TASK INSTRUCTIONS:
From the records that follow, copy every line that contains the word "value".

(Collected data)

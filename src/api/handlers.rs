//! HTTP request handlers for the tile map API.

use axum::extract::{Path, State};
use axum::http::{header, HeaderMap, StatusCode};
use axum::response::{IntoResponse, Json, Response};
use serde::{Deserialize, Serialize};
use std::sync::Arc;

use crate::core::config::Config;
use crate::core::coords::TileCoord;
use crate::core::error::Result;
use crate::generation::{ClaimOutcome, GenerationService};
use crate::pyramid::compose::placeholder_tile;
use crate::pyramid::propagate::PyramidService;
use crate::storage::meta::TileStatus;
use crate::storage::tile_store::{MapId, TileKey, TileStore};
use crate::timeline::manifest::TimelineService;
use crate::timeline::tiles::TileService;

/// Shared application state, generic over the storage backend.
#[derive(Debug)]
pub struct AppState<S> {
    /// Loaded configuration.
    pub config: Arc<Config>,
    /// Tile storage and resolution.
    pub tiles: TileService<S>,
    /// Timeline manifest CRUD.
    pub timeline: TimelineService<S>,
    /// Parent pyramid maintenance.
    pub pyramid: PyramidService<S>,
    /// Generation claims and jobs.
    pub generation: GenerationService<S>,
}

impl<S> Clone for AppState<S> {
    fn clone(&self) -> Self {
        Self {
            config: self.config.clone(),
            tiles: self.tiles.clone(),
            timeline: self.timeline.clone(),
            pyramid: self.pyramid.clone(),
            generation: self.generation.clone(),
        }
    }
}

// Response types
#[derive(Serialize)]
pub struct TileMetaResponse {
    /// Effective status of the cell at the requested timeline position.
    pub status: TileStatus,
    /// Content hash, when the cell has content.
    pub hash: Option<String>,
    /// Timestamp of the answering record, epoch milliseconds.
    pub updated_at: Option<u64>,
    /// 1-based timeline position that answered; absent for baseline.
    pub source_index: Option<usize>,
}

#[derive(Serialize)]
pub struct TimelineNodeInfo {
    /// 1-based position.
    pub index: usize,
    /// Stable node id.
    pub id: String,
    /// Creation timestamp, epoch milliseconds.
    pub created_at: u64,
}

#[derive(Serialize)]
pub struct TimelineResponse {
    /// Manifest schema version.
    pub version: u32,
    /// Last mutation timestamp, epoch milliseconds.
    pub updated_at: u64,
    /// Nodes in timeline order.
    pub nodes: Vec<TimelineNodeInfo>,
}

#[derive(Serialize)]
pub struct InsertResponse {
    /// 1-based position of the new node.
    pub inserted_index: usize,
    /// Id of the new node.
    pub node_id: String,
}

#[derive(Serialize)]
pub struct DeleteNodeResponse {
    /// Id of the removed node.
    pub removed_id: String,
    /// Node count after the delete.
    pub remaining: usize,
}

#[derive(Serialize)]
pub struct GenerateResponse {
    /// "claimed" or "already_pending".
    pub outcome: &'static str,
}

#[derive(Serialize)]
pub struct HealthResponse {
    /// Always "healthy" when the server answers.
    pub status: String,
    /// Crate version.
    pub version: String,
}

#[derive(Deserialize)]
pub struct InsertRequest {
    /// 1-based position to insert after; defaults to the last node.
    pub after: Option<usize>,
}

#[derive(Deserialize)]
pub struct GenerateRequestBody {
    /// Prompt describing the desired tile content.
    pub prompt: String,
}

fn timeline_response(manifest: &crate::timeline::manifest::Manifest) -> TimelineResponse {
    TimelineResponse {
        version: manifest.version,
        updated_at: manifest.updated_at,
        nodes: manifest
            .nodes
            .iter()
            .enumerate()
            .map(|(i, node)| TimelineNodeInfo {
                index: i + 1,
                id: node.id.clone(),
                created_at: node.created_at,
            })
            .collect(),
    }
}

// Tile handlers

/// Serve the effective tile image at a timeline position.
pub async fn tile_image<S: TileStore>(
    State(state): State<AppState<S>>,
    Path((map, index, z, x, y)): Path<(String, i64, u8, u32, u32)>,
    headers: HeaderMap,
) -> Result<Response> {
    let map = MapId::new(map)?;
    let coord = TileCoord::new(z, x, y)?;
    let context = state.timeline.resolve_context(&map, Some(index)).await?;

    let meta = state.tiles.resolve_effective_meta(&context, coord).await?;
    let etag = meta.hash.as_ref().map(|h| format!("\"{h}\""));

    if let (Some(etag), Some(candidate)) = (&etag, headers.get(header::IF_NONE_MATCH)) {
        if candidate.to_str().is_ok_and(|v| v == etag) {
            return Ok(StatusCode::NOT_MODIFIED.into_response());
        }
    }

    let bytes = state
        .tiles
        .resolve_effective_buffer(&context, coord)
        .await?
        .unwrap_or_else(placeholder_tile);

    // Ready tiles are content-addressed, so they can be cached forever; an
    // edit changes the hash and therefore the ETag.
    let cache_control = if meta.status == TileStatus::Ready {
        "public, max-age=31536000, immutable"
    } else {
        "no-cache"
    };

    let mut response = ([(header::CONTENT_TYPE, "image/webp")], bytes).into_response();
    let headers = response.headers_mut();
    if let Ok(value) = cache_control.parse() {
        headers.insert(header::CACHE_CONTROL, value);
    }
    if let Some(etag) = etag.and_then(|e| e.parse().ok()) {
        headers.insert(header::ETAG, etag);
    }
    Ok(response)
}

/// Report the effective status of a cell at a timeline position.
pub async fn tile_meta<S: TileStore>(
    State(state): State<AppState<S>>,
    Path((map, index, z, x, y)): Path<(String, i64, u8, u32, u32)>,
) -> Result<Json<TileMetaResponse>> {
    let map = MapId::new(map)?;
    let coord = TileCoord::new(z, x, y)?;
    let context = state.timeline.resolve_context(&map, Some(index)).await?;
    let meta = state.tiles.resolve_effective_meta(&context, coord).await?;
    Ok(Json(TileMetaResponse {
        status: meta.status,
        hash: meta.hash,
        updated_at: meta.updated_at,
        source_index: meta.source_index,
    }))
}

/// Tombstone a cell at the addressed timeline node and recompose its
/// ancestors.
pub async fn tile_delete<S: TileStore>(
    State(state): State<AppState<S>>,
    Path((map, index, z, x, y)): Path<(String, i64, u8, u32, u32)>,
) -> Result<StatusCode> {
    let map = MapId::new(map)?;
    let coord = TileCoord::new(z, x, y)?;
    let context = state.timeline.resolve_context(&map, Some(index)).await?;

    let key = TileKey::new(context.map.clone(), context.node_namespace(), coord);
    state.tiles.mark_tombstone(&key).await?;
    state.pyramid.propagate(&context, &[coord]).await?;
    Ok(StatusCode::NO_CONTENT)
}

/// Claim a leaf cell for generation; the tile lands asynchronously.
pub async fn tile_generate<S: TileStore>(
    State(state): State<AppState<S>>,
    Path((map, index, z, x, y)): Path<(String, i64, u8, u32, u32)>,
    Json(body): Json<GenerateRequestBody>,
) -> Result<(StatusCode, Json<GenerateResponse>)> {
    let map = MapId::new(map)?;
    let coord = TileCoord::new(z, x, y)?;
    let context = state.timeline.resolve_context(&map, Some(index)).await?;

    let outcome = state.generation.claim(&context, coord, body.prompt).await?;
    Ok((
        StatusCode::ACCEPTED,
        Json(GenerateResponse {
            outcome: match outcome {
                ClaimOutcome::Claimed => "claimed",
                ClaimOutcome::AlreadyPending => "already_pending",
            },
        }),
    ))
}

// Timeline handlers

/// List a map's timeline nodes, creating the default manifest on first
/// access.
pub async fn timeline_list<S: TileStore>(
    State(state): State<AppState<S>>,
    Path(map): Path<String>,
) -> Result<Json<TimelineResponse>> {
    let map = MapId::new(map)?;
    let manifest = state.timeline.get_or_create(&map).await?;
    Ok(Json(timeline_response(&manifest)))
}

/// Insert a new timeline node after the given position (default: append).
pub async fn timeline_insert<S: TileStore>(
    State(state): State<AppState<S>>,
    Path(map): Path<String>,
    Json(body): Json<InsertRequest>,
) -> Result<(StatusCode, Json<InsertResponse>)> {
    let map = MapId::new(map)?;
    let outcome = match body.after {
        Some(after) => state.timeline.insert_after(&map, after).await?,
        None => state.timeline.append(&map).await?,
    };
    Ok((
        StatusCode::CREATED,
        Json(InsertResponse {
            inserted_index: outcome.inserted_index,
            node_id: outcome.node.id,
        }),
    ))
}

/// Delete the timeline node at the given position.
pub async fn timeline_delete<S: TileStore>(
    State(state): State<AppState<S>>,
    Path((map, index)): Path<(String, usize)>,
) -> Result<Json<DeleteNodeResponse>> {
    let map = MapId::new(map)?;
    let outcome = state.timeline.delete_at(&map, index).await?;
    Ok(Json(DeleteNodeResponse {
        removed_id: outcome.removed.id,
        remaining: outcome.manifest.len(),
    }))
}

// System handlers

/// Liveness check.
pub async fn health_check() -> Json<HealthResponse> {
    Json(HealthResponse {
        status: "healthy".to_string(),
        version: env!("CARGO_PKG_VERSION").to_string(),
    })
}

==

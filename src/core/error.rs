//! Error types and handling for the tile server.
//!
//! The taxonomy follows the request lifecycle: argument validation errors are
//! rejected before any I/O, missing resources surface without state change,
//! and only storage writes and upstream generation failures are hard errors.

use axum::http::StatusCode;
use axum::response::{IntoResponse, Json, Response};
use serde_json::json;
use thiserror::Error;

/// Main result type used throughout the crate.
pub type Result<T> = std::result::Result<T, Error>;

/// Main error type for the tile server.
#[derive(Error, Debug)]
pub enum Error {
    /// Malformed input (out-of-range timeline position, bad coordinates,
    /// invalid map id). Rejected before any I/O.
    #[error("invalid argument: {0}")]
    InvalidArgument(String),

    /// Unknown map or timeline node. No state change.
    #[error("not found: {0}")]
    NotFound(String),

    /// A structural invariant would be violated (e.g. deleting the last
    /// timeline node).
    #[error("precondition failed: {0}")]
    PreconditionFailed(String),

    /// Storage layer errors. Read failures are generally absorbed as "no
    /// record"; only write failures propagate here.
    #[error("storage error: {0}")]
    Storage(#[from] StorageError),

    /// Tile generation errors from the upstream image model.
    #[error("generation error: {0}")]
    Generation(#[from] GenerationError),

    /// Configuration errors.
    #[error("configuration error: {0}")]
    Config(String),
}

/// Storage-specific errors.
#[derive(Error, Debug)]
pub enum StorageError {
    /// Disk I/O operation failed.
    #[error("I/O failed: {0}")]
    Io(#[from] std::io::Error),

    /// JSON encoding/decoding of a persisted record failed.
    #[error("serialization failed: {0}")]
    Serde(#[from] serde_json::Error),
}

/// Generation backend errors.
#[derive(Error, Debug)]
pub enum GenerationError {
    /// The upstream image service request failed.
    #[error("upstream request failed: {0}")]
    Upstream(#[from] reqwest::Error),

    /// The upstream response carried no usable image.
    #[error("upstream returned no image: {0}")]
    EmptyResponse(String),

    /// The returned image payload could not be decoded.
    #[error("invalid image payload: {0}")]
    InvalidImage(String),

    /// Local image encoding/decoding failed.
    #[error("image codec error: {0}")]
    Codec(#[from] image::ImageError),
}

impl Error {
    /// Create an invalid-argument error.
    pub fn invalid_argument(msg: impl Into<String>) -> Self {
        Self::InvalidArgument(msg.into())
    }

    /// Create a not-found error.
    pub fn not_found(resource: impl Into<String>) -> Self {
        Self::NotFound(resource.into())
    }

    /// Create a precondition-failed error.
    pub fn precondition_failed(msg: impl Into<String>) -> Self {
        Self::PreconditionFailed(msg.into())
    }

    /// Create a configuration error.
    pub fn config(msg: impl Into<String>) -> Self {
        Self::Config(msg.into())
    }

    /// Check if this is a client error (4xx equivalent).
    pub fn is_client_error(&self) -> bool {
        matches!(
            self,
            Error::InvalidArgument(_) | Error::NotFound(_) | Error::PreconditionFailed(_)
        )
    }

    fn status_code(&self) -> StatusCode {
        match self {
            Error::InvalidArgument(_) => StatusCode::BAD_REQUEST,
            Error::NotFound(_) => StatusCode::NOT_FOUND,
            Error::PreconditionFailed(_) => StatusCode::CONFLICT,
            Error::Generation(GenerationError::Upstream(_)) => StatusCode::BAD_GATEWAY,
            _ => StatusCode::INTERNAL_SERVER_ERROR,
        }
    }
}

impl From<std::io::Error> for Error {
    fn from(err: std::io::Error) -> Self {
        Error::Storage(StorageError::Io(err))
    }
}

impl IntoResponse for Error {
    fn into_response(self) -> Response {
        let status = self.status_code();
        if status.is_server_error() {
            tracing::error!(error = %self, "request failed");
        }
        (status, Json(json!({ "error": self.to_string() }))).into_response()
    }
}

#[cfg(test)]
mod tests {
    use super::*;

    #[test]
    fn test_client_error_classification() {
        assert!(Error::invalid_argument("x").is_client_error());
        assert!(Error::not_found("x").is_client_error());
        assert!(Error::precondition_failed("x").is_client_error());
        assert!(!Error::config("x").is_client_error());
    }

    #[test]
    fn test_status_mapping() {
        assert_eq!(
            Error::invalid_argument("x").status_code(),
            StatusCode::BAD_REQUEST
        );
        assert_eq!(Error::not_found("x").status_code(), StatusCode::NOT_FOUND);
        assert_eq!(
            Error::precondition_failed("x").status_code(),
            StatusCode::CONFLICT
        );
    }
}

RESPONSE AREA:
    if let Ok(value) = cache_control.parse() {
        headers.insert(header::CACHE_CONTROL, value);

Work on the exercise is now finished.